[Source data]

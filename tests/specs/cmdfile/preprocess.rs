//! Console input to run-command expansion, end to end.

use crate::prelude::*;
use ats_cmdfile::{CommandPreprocessor, PreprocessingResult};
use tempfile::TempDir;

#[test]
fn cmdfile_with_include_and_macros_expands_fully() {
    let dir = TempDir::new().unwrap();
    write_cmdfile(
        dir.path(),
        "common.txt",
        "MACRO RETRIES = --max-retries 2\n",
    );
    let main = write_cmdfile(
        dir.path(),
        "nightly.txt",
        "INCLUDE common.txt\n\
         # nightly suites\n\
         cts RETRIES()\n\
         LONG MACRO DEVICES\n\
         --serial emulator-5554\n\
         --serial emulator-5556\n\
         END MACRO\n\
         gts DEVICES()\n",
    );

    let input = toks(&[
        "run",
        "cmdfileAndExit",
        main.to_str().unwrap(),
        "--dry-run",
    ]);
    let result = CommandPreprocessor::new().preprocess(&input);

    assert_eq!(
        result,
        PreprocessingResult::Commands(vec![
            toks(&["run", "cts", "--max-retries", "2", "--dry-run"]),
            toks(&["run", "gts", "--serial", "emulator-5554", "--dry-run"]),
            toks(&["run", "gts", "--serial", "emulator-5556", "--dry-run"]),
            toks(&["exit", "-c", "-s"]),
        ])
    );
}

#[test]
fn tokenised_console_line_feeds_the_preprocessor() {
    // The same tokeniser serves the console prompt and command files.
    let tokens = ats_shell::tokenize("run command cts --module 'Camera Suite'").unwrap();
    let result = CommandPreprocessor::new().preprocess(&tokens);
    assert_eq!(
        result,
        PreprocessingResult::Commands(vec![toks(&["run", "cts", "--module", "Camera Suite"])])
    );
}

#[test]
fn parse_failures_surface_as_user_errors_not_panics() {
    let dir = TempDir::new().unwrap();
    let bad = write_cmdfile(dir.path(), "bad.txt", "cts UNDEFINED()\n");

    let input = toks(&["run", "cmdfile", bad.to_str().unwrap()]);
    match CommandPreprocessor::new().preprocess(&input) {
        PreprocessingResult::UserError(message) => {
            assert!(message.contains("UNDEFINED"), "message: {message}");
        }
        other => panic!("expected user error, got {other:?}"),
    }
}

[/Source data]

**Exercise aim:**
Only lines with the word "serial" count here; copy every one from the records.

**Answer space:**
         --serial emulator-5554\n\
         --serial emulator-5556\n\
            toks(&["run", "gts", "--serial", "emulator-5554", "--dry-run"]),
            toks(&["run", "gts", "--serial", "emulator-5556", "--dry-run"]),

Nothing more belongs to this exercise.